OS median ranges from 28 to 50 months and it was not reached in one of the studies [8]. PFS varies from 38 to 81% [15,9,16,17] and 2-year PFS from 17,3 to 65% [3,11]. A single study included exclusively bone lesions (47% spine metastases) in BC patients [11]. This prospective study reports up to 100% LC rates and a 2-year PFS of 65% of bone metastases treated with radiosurgery (20Gy in 1 fraction) [11]. Milano M et al. demonstrated a better LC (100% vs. 73%), OS (not reached vs 38 months; p=0.002) and PFS (75% vs 42%) after the treatment of extracranial bone lesions compared to those not involving the skeleton (adrenal gland, liver, lung or lymph nodes) [8]. Other authors also report differences in terms of LC depending on the target [3]. Palma et al. reported an improvement in LC (46% vs 63%; p<0.05) and OS (28% vs 50%; p<0.05) after SBRT to all metastatic sites compared to CPR standard-of-care in oligometastatic patients. No increase in toxicity was observed after SBRT [3]. In this context, Sprave and collegues showed no detriment in the quality of life (assessed through QOLBM22, QLQ FA13 and QSC-R10) following SBRT compared to CPR in vertebral metastatic lesions [19]. Grade 3 or higher toxicity reported in the articles reviewed ranges from 0% to 9%. In patients with spinal instability, cord compression, or neurologic deficits, the standard of care is surgery followed by radiation therapy.

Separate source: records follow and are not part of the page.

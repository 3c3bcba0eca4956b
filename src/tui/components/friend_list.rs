//! # FriendList Component
//!
//! Renders one `FriendCard` per friend, in collection order, and tracks the
//! keyboard cursor.
//!
//! Follows the persistent state + transient wrapper pattern:
//! - `FriendListState` lives in `TuiState`
//! - `FriendList` is created each frame with borrowed state
//!
//! The cursor has one extra stop past the last friend: the sidebar's
//! "Add friend" / "Close" button.

use ratatui::Frame;
use ratatui::layout::Rect;
use ratatui::style::{Color, Style};
use ratatui::widgets::Paragraph;

use crate::core::friend::{Friend, FriendId};
use crate::tui::component::Component;
use crate::tui::components::friend_card::{CARD_HEIGHT, FriendCard};
use crate::tui::event::TuiEvent;

/// Persistent state for the friend list.
#[derive(Debug, Default)]
pub struct FriendListState {
    /// Row under the cursor; `friends.len()` means the add-friend button
    pub cursor: usize,
    /// First visible row
    pub offset: usize,
    /// Friend count seen by the last `follow_growth`
    known_count: Option<usize>,
}

/// Events emitted by the friend list.
#[derive(Debug, Clone, PartialEq)]
pub enum FriendListEvent {
    ToggleFriend(FriendId),
    ToggleAddFriend,
    /// Move focus into the open form
    EnterForm,
    Quit,
}

impl FriendListState {
    pub fn new() -> Self {
        Self::default()
    }

    pub fn on_button(&self, friend_count: usize) -> bool {
        self.cursor == friend_count
    }

    /// Keep the cursor on the button when friends are appended under it.
    pub fn follow_growth(&mut self, friend_count: usize) {
        if let Some(known) = self.known_count
            && friend_count > known
            && self.on_button(known)
        {
            self.cursor = friend_count;
        }
        self.known_count = Some(friend_count);
    }

    /// Handle a key event, returning a FriendListEvent if the app should act.
    pub fn handle_event(&mut self, event: &TuiEvent, friends: &[Friend]) -> Option<FriendListEvent> {
        // Keep the cursor valid if the list changed since the last event
        self.cursor = self.cursor.min(friends.len());

        match event {
            TuiEvent::CursorUp => {
                self.cursor = self.cursor.saturating_sub(1);
                None
            }
            TuiEvent::CursorDown => {
                self.cursor = (self.cursor + 1).min(friends.len());
                None
            }
            TuiEvent::CursorHome => {
                self.cursor = 0;
                None
            }
            TuiEvent::CursorEnd => {
                self.cursor = friends.len();
                None
            }
            TuiEvent::Submit | TuiEvent::InputChar(' ') => match friends.get(self.cursor) {
                Some(friend) => Some(FriendListEvent::ToggleFriend(friend.id.clone())),
                None => Some(FriendListEvent::ToggleAddFriend),
            },
            TuiEvent::InputChar('a') => Some(FriendListEvent::ToggleAddFriend),
            TuiEvent::InputChar('q') | TuiEvent::Escape => Some(FriendListEvent::Quit),
            TuiEvent::NextField | TuiEvent::CursorRight => Some(FriendListEvent::EnterForm),
            _ => None,
        }
    }

    /// Scroll so the cursor row is inside a window of `visible` rows.
    fn scroll_to_cursor(&mut self, friend_count: usize, visible: usize) {
        let row = self.cursor.min(friend_count.saturating_sub(1));
        if visible == 0 {
            self.offset = row;
            return;
        }
        if row < self.offset {
            self.offset = row;
        } else if row >= self.offset + visible {
            self.offset = row + 1 - visible;
        }
        self.offset = self.offset.min(friend_count.saturating_sub(visible));
    }
}

/// Transient render wrapper for the friend list.
pub struct FriendList<'a> {
    pub state: &'a mut FriendListState,
    pub friends: &'a [Friend],
    pub selected: Option<&'a FriendId>,
    pub currency: &'a str,
    /// The list holds keyboard focus
    pub focused: bool,
}

impl Component for FriendList<'_> {
    fn render(&mut self, frame: &mut Frame, area: Rect) {
        if self.friends.is_empty() {
            let empty = Paragraph::new("No friends yet. Press a to add one.")
                .style(Style::default().fg(Color::DarkGray));
            frame.render_widget(empty, area);
            return;
        }

        let visible = (area.height / CARD_HEIGHT) as usize;
        self.state.scroll_to_cursor(self.friends.len(), visible);

        let rows = self.friends.iter().enumerate().skip(self.state.offset).take(visible);
        for (slot, (index, friend)) in rows.enumerate() {
            let card_area = Rect {
                x: area.x,
                y: area.y + slot as u16 * CARD_HEIGHT,
                width: area.width,
                height: CARD_HEIGHT,
            };
            let is_selected = self.selected == Some(&friend.id);
            let is_focused = self.focused && self.state.cursor == index;
            FriendCard::new(friend, self.currency, is_selected, is_focused).render(frame, card_area);
        }
    }
}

Some authors report excellent results with the use of SBRT in patients who have undergone surgical intervention for spine metastases [19,20]. Separation surgery, as our case, refers to providing sufficient surgical circumferential decompression of the spinal cord to create at least 1–2 mm of space between the spinal cord and disease to optimize the SBRT dose distribution. SBRT in oligometastatic patients shows favorable results. In our patient, after radical surgical treatment and SBRT, a complete response was achieved. After more than two years of follow-up the patient remains with neither local nor distant recurrence. Finally, we have to consider that the studies reviewed show heterogeneity both in the target location and treatment site (lung, liver, bone…). Owing to the limitations mentioned above, few robust conclusions can be drawn to the date. There are currently several ongoing clinical trials, such as NRG BR002 (NCT02364557), AVATAR (ACTRN12620001212943) [21] or STEREO-OS (NCT03143322) [19], that will provide more data in relation to the SBRT in oligometastatic BC patients [22,23].

Conclusion

Patients with oligometastatic or oligoprogressive breast cancer are candidates for radical treatment modalities. SBRT has demonstrated promising LC, PFS and OS in these patients with an acceptable toxicity. In this context, there are currently ongoing phase III studies in order to provide stronger evidence.